Collected data entries

○ ○ ○ ○ ○ ○ ○

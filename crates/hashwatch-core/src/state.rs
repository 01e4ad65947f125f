// ── Shared dashboard state ──
//
// One mutable document owned by the Monitor; consumers only ever see
// immutable `DashboardSnapshot` values published over a watch channel.

use std::sync::Arc;

use hashwatch_api::{ProxySummary, WorkerRecord};

use crate::history::{HashrateHistory, HistoryPoint};
use crate::log::{DebugLog, LogEntry};

/// The single source of truth, mutated only through [`Monitor`]'s apply
/// funnel.
///
/// [`Monitor`]: crate::Monitor
#[derive(Debug, Default)]
pub struct DashboardState {
    /// Last successfully fetched summary; errors never clear it.
    pub summary: Option<Arc<ProxySummary>>,
    /// Last successfully fetched worker list; errors never clear it.
    pub workers: Option<Arc<Vec<WorkerRecord>>>,
    /// A poll cycle is in flight.
    pub loading: bool,
    /// Most recent poll failure, displayed alongside stale data.
    pub error: Option<String>,
    /// Epoch ms of the last fully successful cycle.
    pub last_success: Option<i64>,
    pub history: HashrateHistory,
    pub log: DebugLog,
}

impl DashboardState {
    /// Cheap immutable copy for publication: `Arc`s are shared and the
    /// bounded buffers are small.
    pub fn snapshot(&self) -> DashboardSnapshot {
        DashboardSnapshot {
            summary: self.summary.clone(),
            workers: self.workers.clone(),
            loading: self.loading,
            error: self.error.clone(),
            last_success: self.last_success,
            history: self.history.to_vec(),
            log: self.log.to_vec(),
        }
    }
}

/// Immutable view of the dashboard state at one instant.
#[derive(Debug, Clone, Default)]
pub struct DashboardSnapshot {
    pub summary: Option<Arc<ProxySummary>>,
    pub workers: Option<Arc<Vec<WorkerRecord>>>,
    pub loading: bool,
    pub error: Option<String>,
    pub last_success: Option<i64>,
    /// Rolling hashrate samples, oldest first.
    pub history: Vec<HistoryPoint>,
    /// Debug log entries, newest first.
    pub log: Vec<LogEntry>,
}

impl DashboardSnapshot {
    /// Whether any telemetry has ever been fetched.
    pub fn has_data(&self) -> bool {
        self.summary.is_some()
    }
}
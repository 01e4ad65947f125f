// hashwatch-api: Async Rust client for the mining-proxy telemetry API

pub mod client;
pub mod error;
pub mod types;

pub use client::{ClientOptions, ProxyClient};
pub use error::Error;
pub use types::{
    ACTIVE_WINDOW_MS, HashrateWindows, MinerCounts, ProxySummary, ResultStats, WorkerRecord,
    WorkersSnapshot,
};
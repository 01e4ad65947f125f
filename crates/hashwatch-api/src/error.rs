use thiserror::Error;

/// Top-level error type for the `hashwatch-api` crate.
///
/// Covers every failure mode of a poll cycle: transport, HTTP status,
/// body deserialization, and worker-record validation.
/// `hashwatch-core` surfaces these verbatim in the dashboard error banner.
#[derive(Debug, Error)]
pub enum Error {
    // ── Transport ───────────────────────────────────────────────────
    /// HTTP transport error (connection refused, DNS failure, timeout).
    #[error("Network error: {0}")]
    Transport(#[from] reqwest::Error),

    /// URL parsing error.
    #[error("Invalid URL: {0}")]
    InvalidUrl(#[from] url::ParseError),

    /// Access token cannot be sent as an HTTP header.
    #[error("Invalid access token: {0}")]
    InvalidToken(String),

    // ── Protocol ────────────────────────────────────────────────────
    /// Response received with a non-2xx status.
    #[error("Error fetching {endpoint}: HTTP {status}")]
    Status { endpoint: &'static str, status: u16 },

    /// Response body is not valid JSON for the expected shape.
    #[error("Failed to parse {endpoint} response: {message}")]
    Deserialization {
        endpoint: &'static str,
        message: String,
        body: String,
    },

    // ── Data ────────────────────────────────────────────────────────
    /// A worker record had the wrong arity or a wrong element type.
    ///
    /// The wire format is a fixed 13-slot positional array; anything
    /// else is rejected here instead of being indexed blindly.
    #[error("Invalid worker record: {message}")]
    InvalidRecord { message: String },
}

impl Error {
    /// Returns `true` if this is a transient error worth retrying
    /// on the next scheduled poll.
    pub fn is_transient(&self) -> bool {
        match self {
            Self::Transport(e) => e.is_timeout() || e.is_connect(),
            Self::Status { status, .. } => *status >= 500,
            _ => false,
        }
    }

    /// HTTP status code, if this error carries one.
    pub fn status(&self) -> Option<u16> {
        match self {
            Self::Status { status, .. } => Some(*status),
            Self::Transport(e) => e.status().map(|s| s.as_u16()),
            _ => None,
        }
    }
}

○ ○ ○ ○ ○ ○ ○

=== Task brief ===
Retype all of the entries shown above, exactly.

=== Response to the task ===
filename crates/hashwatch-core/src/state.rs
repository 01e4ad65947f125f
// ── Shared dashboard state ──
//
// One mutable document owned by the Monitor; consumers only ever see
// immutable `DashboardSnapshot` values published over a watch channel.

use std::sync::Arc;

use hashwatch_api::{ProxySummary, WorkerRecord};

use crate::history::{HashrateHistory, HistoryPoint};
use crate::log::{DebugLog, LogEntry};

/// The single source of truth, mutated only through [`Monitor`]'s apply
/// funnel.
///
/// [`Monitor`]: crate::Monitor
#[derive(Debug, Default)]
pub struct DashboardState {
    /// Last successfully fetched summary; errors never clear it.
    pub summary: Option<Arc<ProxySummary>>,
    /// Last successfully fetched worker list; errors never clear it.
    pub workers: Option<Arc<Vec<WorkerRecord>>>,
    /// A poll cycle is in flight.
    pub loading: bool,
    /// Most recent poll failure, displayed alongside stale data.
    pub error: Option<String>,
    /// Epoch ms of the last fully successful cycle.
    pub last_success: Option<i64>,
    pub history: HashrateHistory,
    pub log: DebugLog,
}

impl DashboardState {
    /// Cheap immutable copy for publication: `Arc`s are shared and the
    /// bounded buffers are small.
    pub fn snapshot(&self) -> DashboardSnapshot {
        DashboardSnapshot {
            summary: self.summary.clone(),
            workers: self.workers.clone(),
            loading: self.loading,
            error: self.error.clone(),
            last_success: self.last_success,
            history: self.history.to_vec(),
            log: self.log.to_vec(),
        }
    }
}

/// Immutable view of the dashboard state at one instant.
#[derive(Debug, Clone, Default)]
pub struct DashboardSnapshot {
    pub summary: Option<Arc<ProxySummary>>,
    pub workers: Option<Arc<Vec<WorkerRecord>>>,
    pub loading: bool,
    pub error: Option<String>,
    pub last_success: Option<i64>,
    /// Rolling hashrate samples, oldest first.
    pub history: Vec<HistoryPoint>,
    /// Debug log entries, newest first.
    pub log: Vec<LogEntry>,
}

impl DashboardSnapshot {
    /// Whether any telemetry has ever been fetched.
    pub fn has_data(&self) -> bool {
        self.summary.is_some()
    }
}
repository 01e4ad65947f125f
// hashwatch-api: Async Rust client for the mining-proxy telemetry API

pub mod client;
pub mod error;
pub mod types;

pub use client::{ClientOptions, ProxyClient};
pub use error::Error;
pub use types::{
    ACTIVE_WINDOW_MS, HashrateWindows, MinerCounts, ProxySummary, ResultStats, WorkerRecord,
    WorkersSnapshot,
};
repository 01e4ad65947f125f
filename crates/hashwatch-api/src/error.rs
use thiserror::Error;

/// Top-level error type for the `hashwatch-api` crate.
///
/// Covers every failure mode of a poll cycle: transport, HTTP status,
/// body deserialization, and worker-record validation.
/// `hashwatch-core` surfaces these verbatim in the dashboard error banner.
#[derive(Debug, Error)]
pub enum Error {
    // ── Transport ───────────────────────────────────────────────────
    /// HTTP transport error (connection refused, DNS failure, timeout).
    #[error("Network error: {0}")]
    Transport(#[from] reqwest::Error),

    /// URL parsing error.
    #[error("Invalid URL: {0}")]
    InvalidUrl(#[from] url::ParseError),

    /// Access token cannot be sent as an HTTP header.
    #[error("Invalid access token: {0}")]
    InvalidToken(String),

    // ── Protocol ────────────────────────────────────────────────────
    /// Response received with a non-2xx status.
    #[error("Error fetching {endpoint}: HTTP {status}")]
    Status { endpoint: &'static str, status: u16 },

    /// Response body is not valid JSON for the expected shape.
    #[error("Failed to parse {endpoint} response: {message}")]
    Deserialization {
        endpoint: &'static str,
        message: String,
        body: String,
    },

    // ── Data ────────────────────────────────────────────────────────
    /// A worker record had the wrong arity or a wrong element type.
    ///
    /// The wire format is a fixed 13-slot positional array; anything
    /// else is rejected here instead of being indexed blindly.
    #[error("Invalid worker record: {message}")]
    InvalidRecord { message: String },
}

impl Error {
    /// Returns `true` if this is a transient error worth retrying
    /// on the next scheduled poll.
    pub fn is_transient(&self) -> bool {
        match self {
            Self::Transport(e) => e.is_timeout() || e.is_connect(),
            Self::Status { status, .. } => *status >= 500,
            _ => false,
        }
    }

    /// HTTP status code, if this error carries one.
    pub fn status(&self) -> Option<u16> {
        match self {
            Self::Status { status, .. } => Some(*status),
            Self::Transport(e) => e.status().map(|s| s.as_u16()),
            _ => None,
        }
    }
}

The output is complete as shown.